In a master trust agreement, Flexential Issuer and Flexential Co-Issuer are preparing to sell $1.4 billion in securitization bonds secured by revenue from colocation data center revenue.
The asset-backed securities will be issued through Flexential series 2026-1 and 2026-2, backed by 19 leasehold interests located in 11 markets and nine fee simple ownership interests in multi-customer enterprise data centers, according to Kroll Bond Rating Agency.
The leasehold and fee simple ownership account for 58.1% and 41.9% of AANOI, respectively.
Some investors have been increasingly bullish about colocation data center assets over hyperscale projects, especially due to attractive spreads compared with corporate bonds, according to Deutsche Bank's takeaways from the SFVegas 2026, published in its March 2 "Securitization Research The Outlook".
They also feel that the properties offer diversification away from recent concerns about artificial intelligence, Deutsche said.
For this deal, 28 data centers and 10 owned assets are in the collateral pool, according to KBRA. The largest data center accounts for 10.3% of the pool's $663.3 million in annual revenue, the rating agency said.
Class A1 notes in Flexential series 2026-1 will issue variable rate notes, while the remaining four tranches in series 2026-1 and 2026-2, will issue fixed-rate notes, according to KBRA.
The A2 tranche in the 2026-1 series will issue the bulk of notes $765 million, with an A- rating, and a March 2031 anticipated repayment date.

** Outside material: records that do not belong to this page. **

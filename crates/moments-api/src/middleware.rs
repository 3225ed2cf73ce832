use axum::{
    extract::{Request, State},
    middleware::Next,
    response::{IntoResponse, Redirect, Response},
};
use axum_extra::headers::{Authorization, HeaderMapExt, authorization::Bearer};
use jsonwebtoken::{DecodingKey, Validation, decode};
use tracing::debug;

use moments_types::api::Claims;
use moments_types::validate;

use crate::AppState;

/// The caller as established by the identity service.
#[derive(Debug, Clone)]
pub struct Identity {
    pub user_id: String,
}

/// Validate the bearer JWT; anything missing or invalid is sent to the
/// identity service instead of reaching a handler.
pub async fn require_identity(State(state): State<AppState>, mut req: Request, next: Next) -> Response {
    let Some(identity) = identify(&req, &state.jwt_secret) else {
        debug!("Unauthenticated request to {}, redirecting", req.uri().path());
        return Redirect::to(&state.identity_url).into_response();
    };

    req.extensions_mut().insert(identity);
    next.run(req).await
}

fn identify(req: &Request, secret: &str) -> Option<Identity> {
    let bearer = req.headers().typed_get::<Authorization<Bearer>>()?;

    let token_data = decode::<Claims>(
        bearer.token(),
        &DecodingKey::from_secret(secret.as_bytes()),
        &Validation::default(),
    )
    .ok()?;

    let user_id = token_data.claims.sub;
    validate::user_id(&user_id).ok()?;
    Some(Identity { user_id })
}
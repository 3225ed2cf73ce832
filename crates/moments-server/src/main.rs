mod config;

use std::net::SocketAddr;
use std::sync::Arc;

use tower_http::cors::CorsLayer;
use tower_http::trace::TraceLayer;
use tracing::{info, warn};

use moments_api::AppStateInner;
use moments_db::Database;

use crate::config::Config;

#[tokio::main]
async fn main() -> anyhow::Result<()> {
    // Load .env if present
    let _ = dotenvy::dotenv();

    // Init logging
    tracing_subscriber::fmt()
        .with_env_filter(
            tracing_subscriber::EnvFilter::try_from_default_env()
                .unwrap_or_else(|_| "moments=debug,tower_http=debug".into()),
        )
        .init();

    let config = Config::from_env()?;
    if config.uses_placeholder_secret() {
        warn!("MOMENTS_JWT_SECRET is a placeholder; set it to the identity service's secret");
    }

    // Unreachable database is fatal
    let db = Database::open(&config.db_path)?;

    let state = Arc::new(AppStateInner {
        db,
        jwt_secret: config.jwt_secret.clone(),
        identity_url: config.identity_url.clone(),
    });

    let app = moments_api::router(state)
        .layer(CorsLayer::permissive())
        .layer(TraceLayer::new_for_http());

    let addr: SocketAddr = format!("{}:{}", config.host, config.port).parse()?;
    info!("Moments server listening on {}", addr);
    info!("Unauthenticated requests redirect to {}", config.identity_url);

    let listener = tokio::net::TcpListener::bind(addr).await?;
    axum::serve(listener, app)
        .with_graceful_shutdown(shutdown_signal())
        .await?;

    Ok(())
}

async fn shutdown_signal() {
    let ctrl_c = tokio::signal::ctrl_c();
    #[cfg(unix)]
    {
        match tokio::signal::unix::signal(tokio::signal::unix::SignalKind::terminate()) {
            Ok(mut sigterm) => {
                tokio::select! {
                    _ = ctrl_c => info!("Received Ctrl+C, shutting down..."),
                    _ = sigterm.recv() => info!("Received SIGTERM, shutting down..."),
                }
            }
            Err(e) => {
                warn!("Failed to install SIGTERM handler: {}", e);
                ctrl_c.await.ok();
                info!("Received Ctrl+C, shutting down...");
            }
        }
    }
    #[cfg(not(unix))]
    {
        ctrl_c.await.ok();
        info!("Received Ctrl+C, shutting down...");
    }
}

Its legal final maturity date, March 2061 is the same for all outstanding notes in the issuance, KBRA said.
Only one Flexential 2026-2 tranche will come to market, a class A2 issuing $150 million in notes, with an A- rating, KBRA said. Its anticipated repayment date is March 2033
Deutsche Bank Securities is the deal's sole structuring advisor and active bookrunning manager, the rating agency said.
KBRA says the A1 and A2 notes in each series are pari passu in priority to each other and senior to the class B notes. The same arrangement holds down the deal's structure, so that all notes in the same seniority position are pari passu to each other and senior to the next subordinate level of notes.
Classes A1 and A2 in the 2026-1 series have a loan-to-value (LTV) ratio of 58.2%, while 2026-2, A2 and 2026-1 class B have an LTV of 61.7%. The 2026-1, class C notes have an LTV of 63.5%.
Among the deal's structural protections, Flexential includes a cash-trap provision. If, at the end of a month, the three-month average class A debt service coverage ratio (DSCR) is below 1.35x and an amortization period is not in effect, then 100% of remaining available funds will be deposited into the cash trap reserve sub-account.